▶ _Prompt_
Your result should be every line of the records below that contains the word "ReportError".

Dataset entries:
■ ■ ■
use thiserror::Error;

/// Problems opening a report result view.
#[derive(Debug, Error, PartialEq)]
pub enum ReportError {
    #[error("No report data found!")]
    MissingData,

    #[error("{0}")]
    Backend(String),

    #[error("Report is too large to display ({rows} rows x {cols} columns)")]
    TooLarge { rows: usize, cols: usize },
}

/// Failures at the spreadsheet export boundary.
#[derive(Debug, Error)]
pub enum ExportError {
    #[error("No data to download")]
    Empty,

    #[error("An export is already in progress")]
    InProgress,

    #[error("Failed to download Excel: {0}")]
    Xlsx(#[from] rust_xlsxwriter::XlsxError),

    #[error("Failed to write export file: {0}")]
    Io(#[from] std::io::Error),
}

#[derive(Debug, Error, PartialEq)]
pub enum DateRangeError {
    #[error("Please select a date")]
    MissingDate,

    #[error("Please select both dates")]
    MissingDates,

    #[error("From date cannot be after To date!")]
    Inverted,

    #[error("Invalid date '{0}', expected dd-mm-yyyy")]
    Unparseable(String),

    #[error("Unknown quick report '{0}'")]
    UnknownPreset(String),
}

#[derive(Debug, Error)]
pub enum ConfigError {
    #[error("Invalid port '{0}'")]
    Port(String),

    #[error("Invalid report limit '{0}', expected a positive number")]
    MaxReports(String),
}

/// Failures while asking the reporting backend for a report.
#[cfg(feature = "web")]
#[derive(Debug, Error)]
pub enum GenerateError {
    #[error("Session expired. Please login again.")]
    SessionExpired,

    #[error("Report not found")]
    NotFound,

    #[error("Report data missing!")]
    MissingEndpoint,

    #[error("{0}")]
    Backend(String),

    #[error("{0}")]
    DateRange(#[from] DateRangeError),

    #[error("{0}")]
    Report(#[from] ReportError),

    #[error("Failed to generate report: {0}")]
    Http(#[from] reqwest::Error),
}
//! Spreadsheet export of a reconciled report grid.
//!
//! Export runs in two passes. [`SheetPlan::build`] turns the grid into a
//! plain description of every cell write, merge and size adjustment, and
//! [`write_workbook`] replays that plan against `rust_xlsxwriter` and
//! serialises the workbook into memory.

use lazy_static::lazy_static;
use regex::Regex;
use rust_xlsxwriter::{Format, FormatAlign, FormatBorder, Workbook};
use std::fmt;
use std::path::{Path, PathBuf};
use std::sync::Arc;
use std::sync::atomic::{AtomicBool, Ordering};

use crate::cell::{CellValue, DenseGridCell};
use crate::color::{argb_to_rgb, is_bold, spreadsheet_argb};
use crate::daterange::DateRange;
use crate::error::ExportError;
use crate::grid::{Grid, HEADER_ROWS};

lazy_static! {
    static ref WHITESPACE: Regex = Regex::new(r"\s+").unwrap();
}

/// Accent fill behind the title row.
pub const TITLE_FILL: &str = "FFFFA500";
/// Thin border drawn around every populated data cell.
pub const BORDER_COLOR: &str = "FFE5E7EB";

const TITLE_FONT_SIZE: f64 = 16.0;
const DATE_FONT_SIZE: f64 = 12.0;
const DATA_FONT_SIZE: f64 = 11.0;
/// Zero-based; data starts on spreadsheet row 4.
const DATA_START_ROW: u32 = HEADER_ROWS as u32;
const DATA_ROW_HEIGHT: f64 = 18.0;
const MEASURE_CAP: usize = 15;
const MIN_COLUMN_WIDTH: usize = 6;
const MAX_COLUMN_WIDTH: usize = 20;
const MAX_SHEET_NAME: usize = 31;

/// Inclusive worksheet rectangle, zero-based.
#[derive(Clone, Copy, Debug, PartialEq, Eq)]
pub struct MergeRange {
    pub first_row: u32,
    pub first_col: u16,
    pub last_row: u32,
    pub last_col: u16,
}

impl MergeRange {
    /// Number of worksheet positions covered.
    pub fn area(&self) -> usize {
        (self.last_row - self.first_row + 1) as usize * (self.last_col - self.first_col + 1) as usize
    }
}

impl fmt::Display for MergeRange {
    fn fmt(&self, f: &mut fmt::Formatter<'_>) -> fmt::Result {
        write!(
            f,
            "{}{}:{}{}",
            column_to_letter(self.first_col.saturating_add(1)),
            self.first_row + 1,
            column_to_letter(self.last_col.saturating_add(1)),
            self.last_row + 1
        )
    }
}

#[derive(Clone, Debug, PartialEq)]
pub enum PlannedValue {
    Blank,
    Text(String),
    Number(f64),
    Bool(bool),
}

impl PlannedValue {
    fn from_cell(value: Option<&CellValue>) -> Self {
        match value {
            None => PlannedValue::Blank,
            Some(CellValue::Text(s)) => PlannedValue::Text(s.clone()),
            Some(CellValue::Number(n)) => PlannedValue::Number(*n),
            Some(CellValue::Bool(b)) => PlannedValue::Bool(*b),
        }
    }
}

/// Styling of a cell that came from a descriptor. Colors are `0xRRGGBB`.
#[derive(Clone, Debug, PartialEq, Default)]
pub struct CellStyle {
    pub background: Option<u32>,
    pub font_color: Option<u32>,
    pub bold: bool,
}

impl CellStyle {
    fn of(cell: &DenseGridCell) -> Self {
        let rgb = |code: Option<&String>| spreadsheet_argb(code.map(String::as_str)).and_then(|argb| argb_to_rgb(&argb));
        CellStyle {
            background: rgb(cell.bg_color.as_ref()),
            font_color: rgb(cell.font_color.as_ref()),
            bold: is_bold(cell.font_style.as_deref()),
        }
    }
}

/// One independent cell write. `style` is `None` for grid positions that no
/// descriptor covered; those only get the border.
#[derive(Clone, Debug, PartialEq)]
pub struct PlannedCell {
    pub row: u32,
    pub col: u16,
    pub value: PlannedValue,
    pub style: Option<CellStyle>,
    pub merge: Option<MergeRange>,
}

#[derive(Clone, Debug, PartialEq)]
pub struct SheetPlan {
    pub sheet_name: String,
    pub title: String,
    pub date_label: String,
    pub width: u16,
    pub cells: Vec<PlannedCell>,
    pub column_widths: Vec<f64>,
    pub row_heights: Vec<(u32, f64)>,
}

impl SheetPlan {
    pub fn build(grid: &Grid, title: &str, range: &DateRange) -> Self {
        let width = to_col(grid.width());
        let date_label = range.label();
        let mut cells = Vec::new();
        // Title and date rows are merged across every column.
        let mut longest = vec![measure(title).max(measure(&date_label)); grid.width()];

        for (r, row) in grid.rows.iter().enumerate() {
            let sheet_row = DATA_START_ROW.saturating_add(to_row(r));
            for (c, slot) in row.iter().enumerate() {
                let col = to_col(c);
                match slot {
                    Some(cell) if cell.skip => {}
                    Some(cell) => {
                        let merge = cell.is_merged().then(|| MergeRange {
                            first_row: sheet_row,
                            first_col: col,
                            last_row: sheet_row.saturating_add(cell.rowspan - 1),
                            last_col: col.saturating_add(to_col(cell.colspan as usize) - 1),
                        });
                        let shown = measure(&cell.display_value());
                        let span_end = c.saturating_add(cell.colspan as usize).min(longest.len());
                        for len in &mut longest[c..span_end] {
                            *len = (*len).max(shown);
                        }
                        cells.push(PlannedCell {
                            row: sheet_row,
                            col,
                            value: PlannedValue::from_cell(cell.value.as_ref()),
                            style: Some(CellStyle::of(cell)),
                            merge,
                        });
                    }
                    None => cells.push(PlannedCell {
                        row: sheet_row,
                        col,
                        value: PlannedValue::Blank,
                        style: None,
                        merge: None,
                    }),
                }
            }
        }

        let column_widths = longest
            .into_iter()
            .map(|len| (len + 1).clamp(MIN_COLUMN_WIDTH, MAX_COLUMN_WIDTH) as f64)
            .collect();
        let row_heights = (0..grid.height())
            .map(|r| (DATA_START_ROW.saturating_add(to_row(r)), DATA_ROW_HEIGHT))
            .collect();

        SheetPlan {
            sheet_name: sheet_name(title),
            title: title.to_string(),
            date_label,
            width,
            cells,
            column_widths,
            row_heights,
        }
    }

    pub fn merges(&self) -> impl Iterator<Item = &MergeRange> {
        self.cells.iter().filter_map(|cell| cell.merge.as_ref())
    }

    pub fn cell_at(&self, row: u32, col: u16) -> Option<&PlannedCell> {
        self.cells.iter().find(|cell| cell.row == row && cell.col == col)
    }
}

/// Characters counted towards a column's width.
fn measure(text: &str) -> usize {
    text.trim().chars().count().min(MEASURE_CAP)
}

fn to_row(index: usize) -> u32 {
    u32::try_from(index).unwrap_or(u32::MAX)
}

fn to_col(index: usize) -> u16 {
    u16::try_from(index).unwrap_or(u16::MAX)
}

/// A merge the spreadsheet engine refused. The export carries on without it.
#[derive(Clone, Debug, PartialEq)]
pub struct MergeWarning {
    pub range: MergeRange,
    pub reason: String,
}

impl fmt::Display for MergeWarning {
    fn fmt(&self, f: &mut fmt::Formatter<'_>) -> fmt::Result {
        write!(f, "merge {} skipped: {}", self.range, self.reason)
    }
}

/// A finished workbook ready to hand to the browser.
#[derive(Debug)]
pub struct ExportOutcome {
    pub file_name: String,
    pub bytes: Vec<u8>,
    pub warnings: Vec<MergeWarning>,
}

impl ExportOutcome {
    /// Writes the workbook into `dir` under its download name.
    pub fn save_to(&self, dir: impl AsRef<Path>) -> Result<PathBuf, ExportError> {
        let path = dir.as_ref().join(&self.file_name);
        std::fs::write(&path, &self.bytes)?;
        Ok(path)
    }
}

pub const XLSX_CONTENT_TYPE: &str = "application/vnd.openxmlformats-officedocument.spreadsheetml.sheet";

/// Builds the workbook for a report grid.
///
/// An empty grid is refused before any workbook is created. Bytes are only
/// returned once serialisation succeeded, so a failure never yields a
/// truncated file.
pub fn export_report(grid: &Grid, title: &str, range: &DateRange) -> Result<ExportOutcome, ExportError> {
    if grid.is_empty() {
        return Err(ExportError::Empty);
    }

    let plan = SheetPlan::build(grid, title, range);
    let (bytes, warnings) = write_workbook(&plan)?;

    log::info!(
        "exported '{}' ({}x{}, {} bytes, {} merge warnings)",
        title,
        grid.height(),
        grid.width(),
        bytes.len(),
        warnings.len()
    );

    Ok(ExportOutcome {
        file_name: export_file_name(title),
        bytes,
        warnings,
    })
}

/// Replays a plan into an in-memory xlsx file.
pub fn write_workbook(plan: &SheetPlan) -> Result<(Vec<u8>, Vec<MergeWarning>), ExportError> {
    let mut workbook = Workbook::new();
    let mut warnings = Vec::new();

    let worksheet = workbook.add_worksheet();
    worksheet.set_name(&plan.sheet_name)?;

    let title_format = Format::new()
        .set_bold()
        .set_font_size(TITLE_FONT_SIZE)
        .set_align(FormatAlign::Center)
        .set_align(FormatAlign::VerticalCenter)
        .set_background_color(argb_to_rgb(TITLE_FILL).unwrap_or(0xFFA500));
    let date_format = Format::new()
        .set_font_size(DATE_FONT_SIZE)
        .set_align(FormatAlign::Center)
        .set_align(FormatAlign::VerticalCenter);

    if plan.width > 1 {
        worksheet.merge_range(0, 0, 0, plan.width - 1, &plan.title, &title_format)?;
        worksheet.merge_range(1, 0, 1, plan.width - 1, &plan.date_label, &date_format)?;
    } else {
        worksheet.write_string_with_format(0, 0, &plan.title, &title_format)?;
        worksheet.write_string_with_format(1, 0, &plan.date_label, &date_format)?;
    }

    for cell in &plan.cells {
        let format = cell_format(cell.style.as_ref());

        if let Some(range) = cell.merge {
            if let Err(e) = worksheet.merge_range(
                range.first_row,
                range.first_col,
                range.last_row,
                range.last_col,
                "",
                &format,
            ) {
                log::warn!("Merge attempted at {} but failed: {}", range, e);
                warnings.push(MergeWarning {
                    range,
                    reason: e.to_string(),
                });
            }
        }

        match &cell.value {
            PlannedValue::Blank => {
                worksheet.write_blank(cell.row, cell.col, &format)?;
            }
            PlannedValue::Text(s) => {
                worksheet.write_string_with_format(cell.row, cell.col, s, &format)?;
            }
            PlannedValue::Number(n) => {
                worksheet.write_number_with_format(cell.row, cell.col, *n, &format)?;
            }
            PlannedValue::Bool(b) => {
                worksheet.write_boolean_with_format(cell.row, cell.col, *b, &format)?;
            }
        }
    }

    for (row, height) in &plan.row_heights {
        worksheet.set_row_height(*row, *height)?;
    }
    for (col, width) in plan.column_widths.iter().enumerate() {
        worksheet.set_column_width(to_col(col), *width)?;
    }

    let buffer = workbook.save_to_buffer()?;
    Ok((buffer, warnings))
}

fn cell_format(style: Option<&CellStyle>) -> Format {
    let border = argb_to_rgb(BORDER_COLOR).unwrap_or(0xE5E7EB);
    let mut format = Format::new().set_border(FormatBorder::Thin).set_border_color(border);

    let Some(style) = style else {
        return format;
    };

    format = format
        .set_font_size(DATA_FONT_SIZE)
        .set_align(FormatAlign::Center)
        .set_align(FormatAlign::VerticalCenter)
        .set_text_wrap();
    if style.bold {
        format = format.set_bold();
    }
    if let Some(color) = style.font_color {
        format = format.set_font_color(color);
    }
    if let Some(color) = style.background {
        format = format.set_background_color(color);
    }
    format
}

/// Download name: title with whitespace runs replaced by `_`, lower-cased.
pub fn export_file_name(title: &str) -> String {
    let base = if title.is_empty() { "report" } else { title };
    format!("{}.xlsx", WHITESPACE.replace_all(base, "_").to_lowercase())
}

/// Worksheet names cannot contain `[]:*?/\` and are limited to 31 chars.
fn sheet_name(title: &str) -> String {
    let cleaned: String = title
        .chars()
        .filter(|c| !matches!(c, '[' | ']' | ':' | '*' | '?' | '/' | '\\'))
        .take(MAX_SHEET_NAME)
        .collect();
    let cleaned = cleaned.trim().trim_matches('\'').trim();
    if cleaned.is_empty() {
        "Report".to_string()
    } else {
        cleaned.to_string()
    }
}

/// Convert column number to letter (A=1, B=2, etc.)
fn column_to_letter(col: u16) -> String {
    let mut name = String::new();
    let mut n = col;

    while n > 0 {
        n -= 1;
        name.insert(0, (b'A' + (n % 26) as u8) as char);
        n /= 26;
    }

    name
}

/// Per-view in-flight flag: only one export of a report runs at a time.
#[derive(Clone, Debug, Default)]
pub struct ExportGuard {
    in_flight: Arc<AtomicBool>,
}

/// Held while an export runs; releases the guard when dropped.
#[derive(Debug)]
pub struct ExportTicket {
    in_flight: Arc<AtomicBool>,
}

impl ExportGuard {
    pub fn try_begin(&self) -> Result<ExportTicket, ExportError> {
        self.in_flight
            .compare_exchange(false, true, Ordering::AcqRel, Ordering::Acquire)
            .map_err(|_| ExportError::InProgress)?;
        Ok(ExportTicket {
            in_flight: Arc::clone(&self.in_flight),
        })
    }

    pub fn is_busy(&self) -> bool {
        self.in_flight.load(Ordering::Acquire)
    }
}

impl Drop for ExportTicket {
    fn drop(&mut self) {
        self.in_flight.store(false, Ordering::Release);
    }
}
■ ■ ■
▶ _Expected answer_
pub enum ReportError {
    Report(#[from] ReportError),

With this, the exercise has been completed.